Ideal Research Outcome/Impact
Ideally, it will help providers to recognize the patient experience, so that an individual provider who recognizes that could bring that recognition and awareness to each of their encounters with patients. Perhaps encounter patients with a fuller understanding of what they go through and that may alter those interactions and those encounters for the better. The patients are the most important part of it, but I do think that the providers can’t act to their fullest potential in a system that is difficult to work in.
Summary: Patient Experience & Breakdown of Care
In summary my research has focused on the patient experience of care and specifically breakdowns in care, we want other providers to understand this experience of patients. One thing that we didn’t talk about was some of our research is focused on the role of apology.

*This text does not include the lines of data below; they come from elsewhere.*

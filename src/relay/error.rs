// src/relay/error.rs

use axum::{
    http::StatusCode,
    response::{IntoResponse, Response},
    Json,
};
use serde_json::json;
use thiserror::Error;

use crate::exchange::types::BrokerError;

/// Every failure leaves the relay as `{"errors": "..."}`.
#[derive(Debug, Error)]
pub enum ApiError {
    #[error("{0}")]
    BadRequest(String),
    #[error("Invalid serial key.")]
    InvalidSerialKey,
    #[error("{0}")]
    Internal(String),
}

impl ApiError {
    pub fn status(&self) -> StatusCode {
        match self {
            ApiError::BadRequest(_) => StatusCode::BAD_REQUEST,
            ApiError::InvalidSerialKey => StatusCode::UNAUTHORIZED,
            ApiError::Internal(_) => StatusCode::INTERNAL_SERVER_ERROR,
        }
    }
}

impl IntoResponse for ApiError {
    fn into_response(self) -> Response {
        (self.status(), Json(json!({ "errors": self.to_string() }))).into_response()
    }
}

impl From<BrokerError> for ApiError {
    fn from(e: BrokerError) -> Self {
        ApiError::Internal(e.to_string())
    }
}

impl From<anyhow::Error> for ApiError {
    fn from(e: anyhow::Error) -> Self {
        ApiError::Internal(e.to_string())
    }
}
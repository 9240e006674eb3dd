// src/lib.rs

pub mod analysis;
pub mod config;
pub mod exchange;
pub mod logger;
pub mod models;
pub mod relay;
pub mod storage;
// src/exchange/deriv_ws/types_internal.rs

use serde::Deserialize;
use serde_json::Value;

use crate::exchange::types::{BrokerError, BuyReceipt, Candle};

#[derive(Deserialize, Debug)]
pub(super) struct DerivEnvelope {
    #[serde(default)]
    pub(super) req_id: Option<u64>,
    #[serde(default)]
    pub(super) msg_type: Option<String>,
    #[serde(default)]
    pub(super) error: Option<DerivApiError>,
}

#[derive(Deserialize, Debug)]
pub(super) struct DerivApiError {
    #[serde(default)]
    pub(super) code: String,
    pub(super) message: String,
}

#[derive(Deserialize, Debug)]
struct DerivBuy {
    contract_id: Option<i64>,
    transaction_id: Option<i64>,
    buy_price: Option<f64>,
    payout: Option<f64>,
    longcode: Option<String>,
    start_time: Option<i64>,
}

pub(crate) fn parse_buy(reply: Value) -> Result<BuyReceipt, BrokerError> {
    let body = reply
        .get("buy")
        .ok_or_else(|| BrokerError::UnexpectedResponse("buy reply without `buy` field".into()))?;
    let buy: DerivBuy = serde_path_to_error::deserialize(body)
        .map_err(|e| BrokerError::UnexpectedResponse(format!("buy at {}: {}", e.path(), e.inner())))?;

    Ok(BuyReceipt {
        contract_id: buy.contract_id,
        transaction_id: buy.transaction_id,
        buy_price: buy.buy_price,
        payout: buy.payout,
        longcode: buy.longcode,
        start_time: buy.start_time,
        raw: reply,
    })
}

pub(crate) fn parse_candles(reply: &Value) -> Result<Vec<Candle>, BrokerError> {
    let Some(body) = reply.get("candles") else {
        return Ok(Vec::new());
    };
    let mut candles: Vec<Candle> = serde_path_to_error::deserialize(body)
        .map_err(|e| BrokerError::UnexpectedResponse(format!("candles at {}: {}", e.path(), e.inner())))?;
    candles.sort_by_key(|c| c.epoch);
    Ok(candles)
}
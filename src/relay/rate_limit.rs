// src/relay/rate_limit.rs

//! Fixed-window request limit per client IP.

use axum::{
    extract::{ConnectInfo, Request, State},
    http::{header, HeaderValue, StatusCode},
    middleware::Next,
    response::{IntoResponse, Response},
    Json,
};
use serde_json::json;
use std::collections::HashMap;
use std::net::{IpAddr, Ipv4Addr, SocketAddr};
use std::sync::Arc;
use std::time::Duration;
use tokio::sync::Mutex;
use tokio::time::Instant;
use tracing::{debug, warn};

#[derive(Debug)]
struct Window {
    started: Instant,
    count: u32,
}

#[derive(Debug, Clone, PartialEq, Eq)]
pub enum RateLimitResult {
    Allowed,
    Limited { retry_after: u64 },
}

#[derive(Clone)]
pub struct RateLimiter {
    window: Duration,
    max_requests: u32,
    windows: Arc<Mutex<HashMap<IpAddr, Window>>>,
}

impl RateLimiter {
    pub fn new(window: Duration, max_requests: u32) -> Self {
        Self { window, max_requests, windows: Arc::new(Mutex::new(HashMap::new())) }
    }

    pub async fn check(&self, ip: IpAddr) -> RateLimitResult {
        let now = Instant::now();
        let mut windows = self.windows.lock().await;
        let entry = windows.entry(ip).or_insert(Window { started: now, count: 0 });

        if now.duration_since(entry.started) >= self.window {
            entry.started = now;
            entry.count = 0;
        }

        if entry.count < self.max_requests {
            entry.count += 1;
            RateLimitResult::Allowed
        } else {
            let remaining = self.window.saturating_sub(now.duration_since(entry.started));
            RateLimitResult::Limited { retry_after: remaining.as_secs_f64().ceil().max(1.0) as u64 }
        }
    }

    /// Drops windows that have already expired.
    pub async fn cleanup(&self) {
        let now = Instant::now();
        let mut windows = self.windows.lock().await;
        windows.retain(|_, w| now.duration_since(w.started) < self.window);
        debug!(tracked = windows.len(), "Rate limiter cleanup");
    }

    pub async fn tracked_ips(&self) -> usize {
        self.windows.lock().await.len()
    }

    /// Periodic cleanup for the life of the process.
    pub fn spawn_cleanup(&self) {
        let limiter = self.clone();
        tokio::spawn(async move {
            let mut ticker = tokio::time::interval(limiter.window);
            loop {
                ticker.tick().await;
                limiter.cleanup().await;
            }
        });
    }
}

pub async fn rate_limit_middleware(State(limiter): State<RateLimiter>, request: Request, next: Next) -> Response {
    let ip = client_ip(&request);
    match limiter.check(ip).await {
        RateLimitResult::Allowed => next.run(request).await,
        RateLimitResult::Limited { retry_after } => {
            warn!(client_ip = %ip, retry_after, "Rate limit exceeded");
            let mut response = (
                StatusCode::TOO_MANY_REQUESTS,
                Json(json!({ "errors": "Too many requests, please try again later." })),
            )
                .into_response();
            response.headers_mut().insert(header::RETRY_AFTER, HeaderValue::from(retry_after));
            response
        }
    }
}

/// Peer address from the connection, unspecified when the server was built
/// without connect info (tests).
fn client_ip(request: &Request) -> IpAddr {
    request
        .extensions()
        .get::<ConnectInfo<SocketAddr>>()
        .map(|ConnectInfo(addr)| addr.ip())
        .unwrap_or(IpAddr::V4(Ipv4Addr::UNSPECIFIED))
}

#[cfg(test)]
mod tests {
    use super::*;

    fn ip(last: u8) -> IpAddr {
        IpAddr::V4(Ipv4Addr::new(10, 0, 0, last))
    }

    #[tokio::test(start_paused = true)]
    async fn limit_applies_per_window() {
        let limiter = RateLimiter::new(Duration::from_secs(900), 2);
        assert_eq!(limiter.check(ip(1)).await, RateLimitResult::Allowed);
        assert_eq!(limiter.check(ip(1)).await, RateLimitResult::Allowed);
        assert_eq!(limiter.check(ip(1)).await, RateLimitResult::Limited { retry_after: 900 });

        tokio::time::advance(Duration::from_secs(600)).await;
        assert_eq!(limiter.check(ip(1)).await, RateLimitResult::Limited { retry_after: 300 });

        tokio::time::advance(Duration::from_secs(300)).await;
        assert_eq!(limiter.check(ip(1)).await, RateLimitResult::Allowed);
    }

    #[tokio::test(start_paused = true)]
    async fn clients_are_counted_separately() {
        let limiter = RateLimiter::new(Duration::from_secs(60), 1);
        assert_eq!(limiter.check(ip(1)).await, RateLimitResult::Allowed);
        assert_eq!(limiter.check(ip(2)).await, RateLimitResult::Allowed);
        assert!(matches!(limiter.check(ip(1)).await, RateLimitResult::Limited { .. }));
    }

    #[tokio::test(start_paused = true)]
    async fn cleanup_forgets_expired_windows() {
        let limiter = RateLimiter::new(Duration::from_secs(60), 5);
        limiter.check(ip(1)).await;
        limiter.check(ip(2)).await;
        assert_eq!(limiter.tracked_ips().await, 2);

        tokio::time::advance(Duration::from_secs(61)).await;
        limiter.check(ip(3)).await;
        limiter.cleanup().await;
        assert_eq!(limiter.tracked_ips().await, 1);
    }
}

For example, patients who do experience a break down and speak up about it, apologizing to them can be a very effective way of defusing some of their anger, restoring trust and restoring the relationship.
It’s not necessarily just as simple as saying I’m sorry. An apology has certain elements that really can make it more or less effective depending on whether all of those elements are included. But, we offer that as a simple way for providers who are equally frustrated by the healthcare system as patients. Also, a provider who maybe can’t change the system, can still really go a long way towards addressing a patient’s experience of a breakdown by rendering them a full apology that expresses empathy for what they’ve been through, i.e regret, caring and that they’ve learned something from the patient’s experience. These studies have been published in various research journals including the patient education and counselling, the Journal of Hospital Medicine, BMJ Quality and Safety.